Se os casos de Covid-19 voltaram a aumentar em diversos países que tinham a doença sob controle, a situação em boa parte da América do Sul hoje vai na direção contrária. Após meses como um dos epicentros globais do vírus, a região viu os novos diagnósticos diminuírem 59% desde junho, apesar de olhar com apreensão para a variante Delta e seu risco de contágio acentuado.
As taxas regionais são impulsionadas pela melhora no cenário brasileiro, mas as situações de Argentina, Colômbia e Paraguai chamam atenção. O trio vê uma queda sustentada do contágio há semanas que, para especialistas ouvidos pelo GLOBO, se deve a uma multiplicidade de fatores — entre eles, a vacinação.
Se o Chile e o Uruguai já vacinaram mais de 70% de suas populações, Buenos Aires, Bogotá e Assunção estão mais distantes da imunidade de rebanho. Ainda assim, a campanha já começa a surtir efeito, principalmente nas faixas etárias mais vulneráveis.
Na Argentina do presidente Alberto Fernández, as novas infecções caem há 10 semanas consecutivas — apenas na última quinzena, diminuíram 23%. As mortes, por sua vez, caem há oito semanas. Na sexta, horas depois de o país superar a marca de 5 milhões de casos diagnosticados, a Casa Rosada anunciou seus planos para uma flexibilização que entrou em vigor no sábado.

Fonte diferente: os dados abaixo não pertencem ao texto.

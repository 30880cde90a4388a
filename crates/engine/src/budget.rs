use std::cell::Cell;
use std::time::{Duration, Instant};

use crate::error::MatchError;

/// The clock is read once per this many steps.
const CLOCK_INTERVAL: u64 = 64;

/// Per (rule, file) work allowance, ticked by the matcher on every node
/// comparison and by the formula evaluator on every join step.
///
/// Once exhausted it stays exhausted, so every branch still being explored
/// fails fast with the same timeout.
#[derive(Debug)]
pub struct Budget {
    started: Instant,
    deadline: Option<Instant>,
    max_steps: Option<u64>,
    steps: Cell<u64>,
    exhausted: Cell<bool>,
}

impl Budget {
    pub fn new(timeout: Option<Duration>, max_steps: Option<u64>) -> Self {
        let started = Instant::now();
        Self {
            started,
            deadline: timeout.map(|t| started + t),
            max_steps,
            steps: Cell::new(0),
            exhausted: Cell::new(false),
        }
    }

    pub fn unlimited() -> Self {
        Self::new(None, None)
    }

    pub fn tick(&self) -> Result<(), MatchError> {
        let steps = self.steps.get() + 1;
        self.steps.set(steps);
        if self.exhausted.get() {
            return Err(self.timeout());
        }
        let over_steps = self.max_steps.is_some_and(|max| steps > max);
        let over_time = (steps == 1 || steps % CLOCK_INTERVAL == 0)
            && self.deadline.is_some_and(|d| Instant::now() >= d);
        if over_steps || over_time {
            self.exhausted.set(true);
            return Err(self.timeout());
        }
        Ok(())
    }

    pub fn steps(&self) -> u64 {
        self.steps.get()
    }

    pub fn elapsed(&self) -> Duration {
        self.started.elapsed()
    }

    pub fn is_exhausted(&self) -> bool {
        self.exhausted.get()
    }

    fn timeout(&self) -> MatchError {
        MatchError::Timeout {
            elapsed_ms: self.elapsed().as_millis() as u64,
            steps: self.steps.get(),
        }
    }
}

Teatros, cinemas e centros culturais passaram a funcionar com ocupação de 70% e os argentinos podem receber até outros 20 indivíduos em suas casas (ou 10, em ambientes fechados). Em espaços públicos, pode haver reuniões de até 100 pessoas. As aulas presenciais poderão ocorrer desde que os parâmetros de controle regionais permaneçam estáveis.

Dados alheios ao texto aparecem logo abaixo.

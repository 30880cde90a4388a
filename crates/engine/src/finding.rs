use std::collections::{BTreeMap, HashSet};

use blake3::Hasher;
use ir::{Location, Tree};
use loader::{CompiledRule, Severity};
use serde::{Deserialize, Serialize};

use crate::matcher::Match;

#[derive(Debug, Clone, Serialize, Deserialize, PartialEq, Eq)]
pub struct BoundValue {
    pub text: String,
    pub location: Location,
}

/// Reported occurrence of a rule in a file.
#[derive(Debug, Clone, Serialize, Deserialize, PartialEq, Eq)]
pub struct Finding {
    /// Stable identifier derived from rule, file, range and bindings.
    pub id: String,
    pub rule_id: String,
    /// File where the rule is defined.
    pub rule_file: Option<String>,
    pub severity: Severity,
    pub location: Location,
    /// First line of the matched code.
    pub excerpt: String,
    /// Rule message with `$NAME` replaced by the bound text.
    pub message: String,
    pub bindings: BTreeMap<String, BoundValue>,
}

impl Finding {
    pub fn from_match(rule: &CompiledRule, tree: &Tree, m: &Match) -> Self {
        let bindings: BTreeMap<String, BoundValue> = m
            .env
            .iter()
            .map(|(name, value)| {
                let span = value.span(tree);
                let bound = BoundValue {
                    text: tree.slice(span).to_string(),
                    location: Location::resolve(tree, span),
                };
                (name.to_string(), bound)
            })
            .collect();
        let location = Location::resolve(tree, m.span);
        let excerpt = tree
            .slice(m.span)
            .lines()
            .next()
            .unwrap_or_default()
            .trim_end()
            .to_string();
        Finding {
            id: finding_id(&rule.id, &location, &bindings),
            rule_id: rule.id.clone(),
            rule_file: rule.source_file.clone(),
            severity: rule.severity,
            message: interpolate(&rule.message, &bindings),
            location,
            excerpt,
            bindings,
        }
    }
}

fn finding_id(
    rule_id: &str,
    location: &Location,
    bindings: &BTreeMap<String, BoundValue>,
) -> String {
    let mut hasher = Hasher::new();
    hasher.update(rule_id.as_bytes());
    hasher.update(b"\0");
    hasher.update(location.path.as_bytes());
    hasher.update(b"\0");
    hasher.update(&(location.start_byte as u64).to_le_bytes());
    hasher.update(&(location.end_byte as u64).to_le_bytes());
    for (name, value) in bindings {
        hasher.update(b"\0");
        hasher.update(name.as_bytes());
        hasher.update(b"=");
        hasher.update(value.text.as_bytes());
        hasher.update(&(value.location.start_byte as u64).to_le_bytes());
        hasher.update(&(value.location.end_byte as u64).to_le_bytes());
    }
    hasher.finalize().to_hex().to_string()
}

/// Replaces `$NAME` with the text bound to `NAME`. Unbound names and
/// anything not shaped like a metavariable are left as written.
pub fn interpolate(message: &str, bindings: &BTreeMap<String, BoundValue>) -> String {
    let mut out = String::with_capacity(message.len());
    let mut rest = message;
    while let Some(pos) = rest.find('$') {
        out.push_str(&rest[..pos]);
        let after = &rest[pos + 1..];
        let len = after
            .char_indices()
            .find(|(i, c)| {
                !(c.is_ascii_uppercase() || c == &'_' || (*i > 0 && c.is_ascii_digit()))
            })
            .map_or(after.len(), |(i, _)| i);
        match bindings.get(&after[..len]) {
            Some(value) if len > 0 => out.push_str(&value.text),
            _ => {
                out.push('$');
                out.push_str(&after[..len]);
            }
        }
        rest = &after[len..];
    }
    out.push_str(rest);
    out
}

/// Keeps the first finding of each id. Matches over the same range with
/// different bindings have different ids and are all kept.
pub fn dedup_findings(findings: &mut Vec<Finding>) {
    let mut seen = HashSet::new();
    findings.retain(|f| seen.insert(f.id.clone()));
}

O governo também aliviou as restrições para ingressar em solo nacional: ao invés de autorizar apenas a entrada de mil argentinos ou residentes por dia, aceitará 1,7 mil. Neste momento, as fronteiras terrestres continuarão fechadas e a entrada de turistas, vetada, mas já se projeta aliviá-las no futuro.
À agência Reuters, o especialista em doenças infecciosas Jorge Geffner disse que algumas das medidas são “irracionais” e podem passar uma impressão falsa de que a pandemia está perto do fim, quando isto não é necessariamente real. Fernández, contudo, mostrou-se confiante de que o ritmo da vacinação será suficiente para implementar o plano.
Problemas com vacinação
Até o momento, 57,1% dos argentinos receberam ao menos uma injeção, mas apenas 17,5% tomaram a segunda. A discrepância, uma das maiores da região, deve-se a problemas com a entrega das segundas doses das vacinas Sputnik V.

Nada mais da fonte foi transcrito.